§ Your goal: Without any change, set down every record below.

%%

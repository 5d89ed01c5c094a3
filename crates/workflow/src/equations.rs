// internal modules
use crate::application::Application;
use crate::common::{add_strings, attach_input, process_with_sample, Options};
use crate::error::Result;
use crate::templates::{SampleKind, Templates};
use pfmc_equations::Equations;
use pfmc_format::f;
use pfmc_mcapi::{Client, Process};

// external crates
use log::{info, warn};

/// Record every variable declared in `equations.h`
///
/// One `Set Equations: <name>` process is created per variable, each with an
/// `Equations: <name>` output sample. The file is uploaded once and attached
/// to every process.
pub fn create_equations<C: Client>(
    client: &mut C,
    templates: &Templates,
    app: &Application,
    options: &Options,
) -> Result<Vec<Process>> {
    let path = app.equations_file();
    let equations = Equations::from_file(&path)?;

    if equations.is_empty() {
        warn!("No variables found in {}", path.display());
        return Ok(Vec::new());
    }
    info!("Recording {} variables", equations.len());

    let sample_prefix = options.samp_name.as_deref().unwrap_or("Equations");
    let mut processes = Vec::with_capacity(equations.len());
    let mut file = None;

    for record in &equations {
        let (process, _) = process_with_sample(
            client,
            templates.template(SampleKind::Equations),
            &f!("Set Equations: {}", record.name),
            &f!("{sample_prefix}: {}", record.name),
        )?;

        let kind = record.kind.to_string();
        let equation_kind = record.equation_kind.to_string();
        add_strings(
            client,
            &process.id,
            &[
                ("Variable Name", record.name.as_str()),
                ("Variable Index", record.index.as_str()),
                ("Variable Type", kind.as_str()),
                ("Variable Equation Type", equation_kind.as_str()),
            ],
        )?;

        match file.clone() {
            Some(uploaded) => client.add_files(&process.id, &[uploaded])?,
            None => file = Some(attach_input(client, &path, &process, None)?),
        }

        processes.push(client.get_process(&process.id)?);
    }

    Ok(processes)
}
// internal modules
use crate::application::Application;
use crate::common::{attach_input, process_with_sample, Options};
use crate::error::Result;
use crate::templates::{SampleKind, Templates};
use pfmc_mcapi::{Client, Measurement, Process};
use pfmc_parameters::{NumericalValue, Parameters};

/// Record the numerical parameters of `parameters.in`
///
/// Creates a `Set Numerical Parameters` process with a `Numerical Parameters`
/// output sample, one typed measurement per numerical parameter present, and
/// the uploaded `parameters.in` attached to both. Nothing is created if any
/// numerical parameter cannot be read.
pub fn create_numerical_parameters<C: Client>(
    client: &mut C,
    templates: &Templates,
    app: &Application,
    options: &Options,
) -> Result<Process> {
    let path = app.parameters_file();
    let numerical = Parameters::from_file(&path)?.numerical_parameters()?;

    let (process, sample) = process_with_sample(
        client,
        templates.template(SampleKind::NumericalParameters),
        "Set Numerical Parameters",
        options.samp_name.as_deref().unwrap_or("Numerical Parameters"),
    )?;

    for parameter in numerical {
        let measurement = match parameter.value {
            NumericalValue::Integer(v) => Measurement::integer(&parameter.description, v),
            NumericalValue::Number(v) => Measurement::number(&parameter.description, v),
        };
        client.add_measurement(&process.id, measurement)?;
    }

    attach_input(client, &path, &process, Some(&sample))?;
    Ok(client.get_process(&process.id)?)
}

%%

§ Response to the task:
repository 5d89ed01c5c094a3
filename crates/workflow/src/equations.rs
// internal modules
use crate::application::Application;
use crate::common::{add_strings, attach_input, process_with_sample, Options};
use crate::error::Result;
use crate::templates::{SampleKind, Templates};
use pfmc_equations::Equations;
use pfmc_format::f;
use pfmc_mcapi::{Client, Process};

// external crates
use log::{info, warn};

/// Record every variable declared in `equations.h`
///
/// One `Set Equations: <name>` process is created per variable, each with an
/// `Equations: <name>` output sample. The file is uploaded once and attached
/// to every process.
pub fn create_equations<C: Client>(
    client: &mut C,
    templates: &Templates,
    app: &Application,
    options: &Options,
) -> Result<Vec<Process>> {
    let path = app.equations_file();
    let equations = Equations::from_file(&path)?;

    if equations.is_empty() {
        warn!("No variables found in {}", path.display());
        return Ok(Vec::new());
    }
    info!("Recording {} variables", equations.len());

    let sample_prefix = options.samp_name.as_deref().unwrap_or("Equations");
    let mut processes = Vec::with_capacity(equations.len());
    let mut file = None;

    for record in &equations {
        let (process, _) = process_with_sample(
            client,
            templates.template(SampleKind::Equations),
            &f!("Set Equations: {}", record.name),
            &f!("{sample_prefix}: {}", record.name),
        )?;

        let kind = record.kind.to_string();
        let equation_kind = record.equation_kind.to_string();
        add_strings(
            client,
            &process.id,
            &[
                ("Variable Name", record.name.as_str()),
                ("Variable Index", record.index.as_str()),
                ("Variable Type", kind.as_str()),
                ("Variable Equation Type", equation_kind.as_str()),
            ],
        )?;

        match file.clone() {
            Some(uploaded) => client.add_files(&process.id, &[uploaded])?,
            None => file = Some(attach_input(client, &path, &process, None)?),
        }

        processes.push(client.get_process(&process.id)?);
    }

    Ok(processes)
}
// internal modules
use crate::application::Application;
use crate::common::{attach_input, process_with_sample, Options};
use crate::error::Result;
use crate::templates::{SampleKind, Templates};
use pfmc_mcapi::{Client, Measurement, Process};
use pfmc_parameters::{NumericalValue, Parameters};

/// Record the numerical parameters of `parameters.in`
///
/// Creates a `Set Numerical Parameters` process with a `Numerical Parameters`
/// output sample, one typed measurement per numerical parameter present, and
/// the uploaded `parameters.in` attached to both. Nothing is created if any
/// numerical parameter cannot be read.
pub fn create_numerical_parameters<C: Client>(
    client: &mut C,
    templates: &Templates,
    app: &Application,
    options: &Options,
) -> Result<Process> {
    let path = app.parameters_file();
    let numerical = Parameters::from_file(&path)?.numerical_parameters()?;

    let (process, sample) = process_with_sample(
        client,
        templates.template(SampleKind::NumericalParameters),
        "Set Numerical Parameters",
        options.samp_name.as_deref().unwrap_or("Numerical Parameters"),
    )?;

    for parameter in numerical {
        let measurement = match parameter.value {
            NumericalValue::Integer(v) => Measurement::integer(&parameter.description, v),
            NumericalValue::Number(v) => Measurement::number(&parameter.description, v),
        };
        client.add_measurement(&process.id, measurement)?;
    }

    attach_input(client, &path, &process, Some(&sample))?;
    Ok(client.get_process(&process.id)?)
}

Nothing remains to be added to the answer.